Next month, Better Place, a startup based in California, will begin selling electric cars in Israel that come with subscription packages that include a leased battery and the cost of recharging it. Gasoline is expensive and taxes on gas-powered cars are high in Israel, and the company says the packages could make owning an electric car 20 percent cheaper than owning a gasoline-powered car.

Better Place is trying to solve the biggest challenge to the widespread adoption of electric cars: the limitations imposed by battery chemistry. A battery big enough to give an electric car the same range as the average gas car would be far too large and expensive; and recharging battery packs takes hours at standard outlets, compared to the minutes it takes to refuel a conventional car.

Better Place will sell a new electric sedan made by Renault that has a range of just over 100 miles on a charge?enough for most daily commutes. For longer trips, Better Place provides battery swap stations, where an automated system switches out a depleted battery for a fully-charged one in less than five minutes. Instead of owning the batteries, the car owners buy subscriptions for a certain number of kilometers of driving per year. They can choose from several plans, much the same way mobile phone owners subscribe to minutes.

The size of Israel limits the number of swap stations needed.
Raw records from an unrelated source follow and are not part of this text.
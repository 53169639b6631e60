// src/orchestrator.rs
//
// Runs one technique comparison end to end:
//
//   reference ─ extract ─┐
//                        ├─ (both ok) → ComparisonRequest → AnalysisClient → normalize
//   subject   ─ extract ─┘
//
// Both recordings are sampled at the same fractions, so the absolute
// seconds differ whenever the durations do. The join is fail-fast: the
// first extraction error is returned at once and the other extraction
// is dropped, which releases its surface. Nothing is cached; calling
// compare twice does the work twice.

use crate::analysis_client::{AnalysisClient, ComparisonRequest};
use crate::comparison::{ComparisonResult, Phase};
use crate::error::ComparisonError;
use crate::frame_extractor::FrameExtractor;
use crate::media::MediaSource;
use crate::metrics::ComparisonMetrics;
use crate::normalizer::{normalize, PhaseAnchors};
use crate::timestamps::{TimestampSet, TimestampSetError};
use crate::types::Side;
use std::time::Instant;
use tracing::{debug, info, warn};

pub struct ComparisonOrchestrator<C> {
    extractor: FrameExtractor,
    client: C,
    fractions: TimestampSet,
    metrics: ComparisonMetrics,
}

impl<C: AnalysisClient> ComparisonOrchestrator<C> {
    /// Phases are anchored to sample points by index, so `fractions` must
    /// hold exactly one fraction per phase.
    pub fn new(
        extractor: FrameExtractor,
        client: C,
        fractions: TimestampSet,
    ) -> Result<Self, TimestampSetError> {
        if fractions.len() != Phase::CANONICAL.len() {
            return Err(TimestampSetError::PhaseCount {
                expected: Phase::CANONICAL.len(),
                actual: fractions.len(),
            });
        }
        Ok(Self {
            extractor,
            client,
            fractions,
            metrics: ComparisonMetrics::new(),
        })
    }

    pub fn with_metrics(mut self, metrics: ComparisonMetrics) -> Self {
        self.metrics = metrics;
        self
    }

    pub fn metrics(&self) -> &ComparisonMetrics {
        &self.metrics
    }

    pub fn fractions(&self) -> &TimestampSet {
        &self.fractions
    }

    pub async fn compare(
        &self,
        reference: &dyn MediaSource,
        subject: &dyn MediaSource,
    ) -> Result<ComparisonResult, ComparisonError> {
        self.metrics.inc(&self.metrics.comparisons_started);
        info!(
            "🎾 Comparing {} (reference) with {} (subject) at {:?}",
            reference.label(),
            subject.label(),
            self.fractions.fractions()
        );

        let extraction_started = Instant::now();
        let reference_frames = async {
            self.extractor
                .extract(reference, &self.fractions)
                .await
                .map_err(|e| ComparisonError::media(Side::Reference, e))
        };
        let subject_frames = async {
            self.extractor
                .extract(subject, &self.fractions)
                .await
                .map_err(|e| ComparisonError::media(Side::Subject, e))
        };

        let (reference_frames, subject_frames) =
            match tokio::try_join!(reference_frames, subject_frames) {
                Ok(frames) => frames,
                Err(e) => {
                    warn!("❌ Frame extraction failed: {}", e);
                    self.metrics.inc(&self.metrics.media_failures);
                    return Err(e);
                }
            };
        self.metrics
            .set_timing(&self.metrics.extraction_time_us, extraction_started.elapsed());
        self.metrics.add(
            &self.metrics.frames_extracted,
            (reference_frames.len() + subject_frames.len()) as u64,
        );

        let request = ComparisonRequest::new(&reference_frames, &subject_frames);
        debug!(
            "Request carries {} + {} frames ({} bytes of JPEG)",
            reference_frames.len(),
            subject_frames.len(),
            reference_frames.total_bytes() + subject_frames.total_bytes()
        );

        let analysis_started = Instant::now();
        let raw = match self.client.analyze(&request).await {
            Ok(raw) => raw,
            Err(e) => {
                warn!("❌ Analysis service failed: {}", e);
                self.metrics.inc(&self.metrics.service_failures);
                return Err(e.into());
            }
        };
        self.metrics
            .set_timing(&self.metrics.analysis_time_us, analysis_started.elapsed());

        let result = normalize(
            raw,
            PhaseAnchors {
                reference: &request.reference_timestamps,
                subject: &request.subject_timestamps,
            },
        );

        self.metrics.inc(&self.metrics.comparisons_succeeded);
        info!(
            "✓ Comparison complete: {} phases, {} recommendations, overall score {:?}",
            result.phases.len(),
            result.recommendations.len(),
            result.overall_score
        );
        Ok(result)
    }
}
What's more, high taxes on gas-powered cars, as well as high prices for gasoline (about $8 a gallon), should help make electric cars more attractive.

Better Place offers one package that includes the cost of the car and three years of driving 25,000 kilometers per year for $46,000. The company says this price amounts to a 35 percent savings over buying and fueling a gas car in Israel over three years. Other packages include a cost of about $36,000 for the car, with monthly subscription fees ranging from $320 to $470 a month for 20,000 to 30,000 kilometers of driving per year, respectively. For both packages, the price includes the installation of a charging station at home.

Michael Granoff, head of oil dependence policies at Better Place, says the company has 20,000 individual customers on a waiting list to buy the cars, and 70,000 tentative orders from fleet customers. "That's nearly half the car market for Israel," he says.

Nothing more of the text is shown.